§ Task objective
In the records below, the line with "handle is gone." opens the range and the line with "from the client." closes it; print that range exactly and nothing else.

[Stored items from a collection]
impl<P: ChildPty> Session<P> {
    pub fn new(pty: P, policies: Policies, exit_flag: ExitFlag, now: Instant) -> Self {
        Self {
            pty,
            policies,
            exit_flag,
            spawned_at: now,
            last_active: now,
            exit_status: None,
            exited_at: None,
            waited: false,
            output: OutputBuffer::new(),
            captures: Captures::default(),
            connected: false,
            pending: None,
            close_strikes: 0,
            logfile: None,
        }
    }

    /// Copy every byte read from the PTY to `file`.
    #[must_use]
    pub fn with_logfile(mut self, file: File) -> Self {
        self.logfile = Some(file);
        self
    }

    #[must_use]
    pub const fn pty(&self) -> &P {
        &self.pty
    }

    #[must_use]
    pub const fn policies(&self) -> &Policies {
        &self.policies
    }

    #[must_use]
    pub const fn is_connected(&self) -> bool {
        self.connected
    }

    #[must_use]
    pub const fn is_waited(&self) -> bool {
        self.waited
    }

    /// Room for the next PTY read.
    #[must_use]
    pub const fn spare(&self) -> usize {
        self.output.spare()
    }

    #[must_use]
    pub const fn output(&self) -> &OutputBuffer {
        &self.output
    }

    /// The loop keeps running until the exit status has been delivered
    /// and the client that got it has gone.
    #[must_use]
    pub const fn keep_running(&self) -> bool {
        !self.waited || self.connected
    }

    pub fn connect(&mut self, now: Instant) {
        if self.connected {
            warn!("bug: new connection while one is active, dropping the old one");
        }
        self.connected = true;
        self.pending = None;
        self.last_active = now;
        debug!("client connected");
    }

    pub fn disconnect(&mut self, now: Instant) {
        if self.pending.take().is_some() {
            debug!("pending operation dropped with its connection");
        }
        self.connected = false;
        self.last_active = now;
        debug!("client disconnected");
    }

    /// Handshake failed before the connection was established.
    pub fn touch(&mut self, now: Instant) {
        self.last_active = now;
    }

    /// Append data read from the PTY.
    pub fn ingest(&mut self, bytes: &[u8]) {
        if let Some(file) = self.logfile.as_mut()
            && let Err(e) = file.write_all(bytes)
        {
            debug!(error = %e, "logfile write failed");
        }
        self.output.append(bytes);
    }

    /// The PTY reported end of file; every slave handle is gone.
    pub fn pty_closed(&mut self) {
        debug!(pid = self.pty.pid(), "PTY reached end of file");
        self.pty.close();
    }

    /// Handle one decoded message from the client.
    pub fn handle_message(&mut self, msg: &Tlv, now: Instant) -> Dispatch {
        self.last_active = now;
        match Request::from_tlv(msg) {
            Ok(req) => self.handle_request(req, now),
            Err(ProtocolError::UnexpectedTag(tag)) => {
                warn!(tag, "bug: unexpected message from client, ignored");
                Dispatch::none()
            }
            Err(e) if msg.tag == Tag::HELLO => {
                Dispatch::hangup(Reply::error(ErrorCode::Protocol, e.to_string()))
            }
            Err(e) => Dispatch::reply(Reply::error(ErrorCode::Usage, e.to_string())),
        }
    }

    /// Handle one typed request.
    pub fn handle_request(&mut self, req: Request, now: Instant) -> Dispatch {
        self.last_active = now;
        match req {
            Request::Hello { version } => {
                if version == Some(PROTOCOL_VERSION) {
                    Dispatch::reply(Reply::Hello {
                        version: PROTOCOL_VERSION,
                    })
                } else {
                    warn!(?version, "client protocol version mismatch");
                    Dispatch::hangup(Reply::error(
                        ErrorCode::Protocol,
                        format!(
                            "protocol version mismatch: client {}, server {PROTOCOL_VERSION}",
                            version.map_or_else(|| "none".to_string(), |v| v.to_string())
                        ),
                    ))
                }
            }
            Request::Disconnect => Dispatch::hangup(Reply::Disconnect),
            Request::Pass(pass) => {
                if self.pending.is_some() {
                    return Dispatch::reply(Reply::error(
                        ErrorCode::Usage,
                        "another operation is in progress",
                    ));
                }
                let has_pattern = pass.pattern.is_some();
                match PendingOp::install(pass, self.policies.default_timeout, now) {
                    Ok(op) => {
                        if has_pattern {
                            self.captures.clear();
                        }
                        debug!(subcommand = ?op.subcommand, timeout = op.timeout, "operation installed");
                        self.pending = Some(op);
                        Dispatch::none()
                    }
                    Err(e) => Dispatch::reply(Reply::error(ErrorCode::Usage, e.to_string())),
                }
            }
            Request::Send(data) => {
                self.write_child(&data);
                Dispatch::reply(Reply::Ack)
            }
            Request::Input(data) => {
                self.write_child(&data);
                Dispatch::none()
            }
            Request::Winch { rows, cols } => {
                self.resize(rows, cols);
                Dispatch::none()
            }
            Request::Close => {
                self.pty.close();
                Dispatch::reply(Reply::Ack)
            }
            Request::Kill { signal } => match self.pty.signal(signal) {
                Ok(()) => Dispatch::reply(Reply::Ack),
                Err(errno) => {
                    Dispatch::reply(Reply::error(ErrorCode::System, format!("kill: {}", errno.desc())))
                }
            },
            Request::Set(settings) => {
                self.apply(&settings);
                Dispatch::reply(Reply::Ack)
            }
            Request::Info => Dispatch::reply(Reply::Info(self.info())),
            Request::ExpectOut { index } => match usize::try_from(index) {
                Ok(i) if i < CAPTURE_REGISTERS => Dispatch::reply(Reply::ExpectOutText(
                    self.captures.get(i).unwrap_or_default().to_vec(),
                )),
                _ => Dispatch::reply(Reply::error(
                    ErrorCode::Usage,
                    "index must be in range 0-9",
                )),
            },
        }
    }

    fn write_child(&self, data: &[u8]) {
        if !self.pty.is_open() {
            debug!(len = data.len(), "PTY closed, input dropped");
            return;
        }
        match self.pty.write(data) {
            Ok(n) if n < data.len() => {
                warn!(written = n, len = data.len(), "short write to PTY, rest dropped");
            }
            Ok(_) => {}
            Err(e) => warn!(error = %e, "write to PTY failed"),
        }
    }

    fn resize(&self, rows: u16, cols: u16) {
        if !self.pty.is_open() {
            return;
        }
        match self.pty.window_size() {
            Ok(current) if current == (rows, cols) => {
                debug!(rows, cols, "window size unchanged");
            }
            _ => {
                if let Err(e) = self.pty.resize(rows, cols) {
                    debug!(error = %e, "resize failed");
                }
            }
        }
    }

    fn apply(&mut self, settings: &Settings) {
        if let Some(v) = settings.autowait {
            self.policies.autowait = v;
        }
        if let Some(v) = settings.nonblock {
            self.policies.nonblock = v;
        }
        if let Some(v) = settings.timeout {
            self.policies.default_timeout = v;
        }
        if let Some(v) = settings.ttl {
            self.policies.ttl = v;
        }
        if let Some(v) = settings.idle {
            self.policies.idle = v;
        }
        debug!(policies = ?self.policies, "settings updated");
    }

    #[must_use]
    pub fn info(&self) -> SessionInfo {
        SessionInfo {
            pid: self.pty.pid(),
            ppid: i32::try_from(std::process::id()).unwrap_or(-1),
            pts_name: self.pty.pts_name().to_string(),
            timeout: self.policies.default_timeout,
            autowait: self.policies.autowait,
            nonblock: self.policies.nonblock,
            ttl: self.policies.ttl,
            idle: self.policies.idle,
            zombie_idle: self.policies.zombie_idle,
        }
    }

    /// Record the child's exit if SIGCHLD was seen. Does not reap.
    fn observe_child(&mut self, now: Instant) {
        if self.exit_status.is_some() || self.waited || !self.exit_flag.take() {
            return;
        }
        match self.pty.peek_exit() {
            Ok(Some(status)) => {
                info!(pid = self.pty.pid(), status, "child exited");
                self.exit_status = Some(status);
                self.exited_at = Some(now);
            }
            Ok(None) => {}
            Err(e) => warn!(error = %e, "checking child status failed"),
        }
    }

    /// Start-of-iteration checks: child exit, close-on-exit and the
    /// lifetime policies.
    pub fn tick(&mut self, now: Instant) -> Option<ExitReason> {
        self.observe_child(now);

        if self.policies.close_on_exit && self.exited_at.is_some() && self.pty.is_open() {
            // the child's last output may still be in flight on the first pass
            self.close_strikes = self.close_strikes.saturating_add(1);
            if self.close_strikes > 1 {
                info!("child exited, closing PTY");
                self.pty.close();
            }
        }

        lifecycle::evaluate(&self.policies, &self.snapshot(), now)
    }

    fn snapshot(&self) -> Snapshot {
        Snapshot {
            spawned_at: self.spawned_at,
            last_active: self.last_active,
            exited_at: self.exited_at,
            waited: self.waited,
            pty_open: self.pty.is_open(),
            connected: self.connected,
        }
    }

    /// End-of-iteration bookkeeping: drop unattended output in nonblock
    /// mode and evict old data.
    pub fn settle(&mut self) {
        if self.policies.nonblock && !self.connected {
            self.output.mark_sent();
        }
        self.output.evict_old();
    }

    /// Advance the pending operation.
    ///
    /// Forwards new output, then tries the pattern, then checks for end of
    /// file and the timeout. Returns the replies to send; at most one of
    /// them is terminal, and the operation is gone once it has been sent.
    pub fn pump(&mut self, now: Instant) -> Vec<Reply> {
        let mut replies = Vec::new();
        if !self.connected {
            return replies;
        }
        let Some(op) = self.pending.as_mut() else {
            return replies;
        };

        let start = op
            .take_lookback()
            .map_or_else(|| self.output.sent(), |lines| self.output.lookback_start(lines));
        let chunk = self.output.slice_from(start);
        if !chunk.is_empty() {
            replies.push(Reply::Output(chunk.to_vec()));
            self.output.mark_sent();
        }

        if let Some(matcher) = op.matcher.as_ref() {
            self.output.fold_expect();
            let view = self.output.expect_view();
            if (!view.is_empty() || self.pty.is_open())
                && let Some(end) = matcher.find(view, &mut self.captures)
            {
                self.output.consume_expect(end.0);
                replies.push(Reply::Matched);
                self.pending = None;
                return replies;
            }
        } else if op.subcommand != Subcommand::Expect {
            self.output.discard_expect();
        }

        if !self.pty.is_open() && self.output.unsent().is_empty() {
            if op.flags.contains(ExpectFlags::EOF) {
                self.output.discard_expect();
                replies.push(Reply::Eof);
                self.pending = None;
                return replies;
            }
            if op.flags.contains(ExpectFlags::EXIT) {
                if self.waited {
                    replies.push(Reply::error(ErrorCode::Exited, "child already waited"));
                    self.pending = None;
                    return replies;
                }
                if let Some(seen) = self.exit_status {
                    let status = match self.pty.reap() {
                        Ok(status) => status,
                        Err(e) => {
                            warn!(error = %e, "reaping child failed");
                            seen
                        }
                    };
                    info!(status, "exit status delivered");
                    self.waited = true;
                    replies.push(Reply::Exited { status });
                    self.pending = None;
                    return replies;
                }
            } else {
                replies.push(Reply::error(ErrorCode::Eof, "PTY closed"));
                self.pending = None;
                return replies;
            }
        }

        if op.timed_out(now) {
            replies.push(Reply::error(ErrorCode::Timeout, "expect timed out"));
            self.pending = None;
        }
        replies
    }
}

§ Solution
    /// The PTY reported end of file; every slave handle is gone.
    pub fn pty_closed(&mut self) {
        debug!(pid = self.pty.pid(), "PTY reached end of file");
        self.pty.close();
    }

    /// Handle one decoded message from the client.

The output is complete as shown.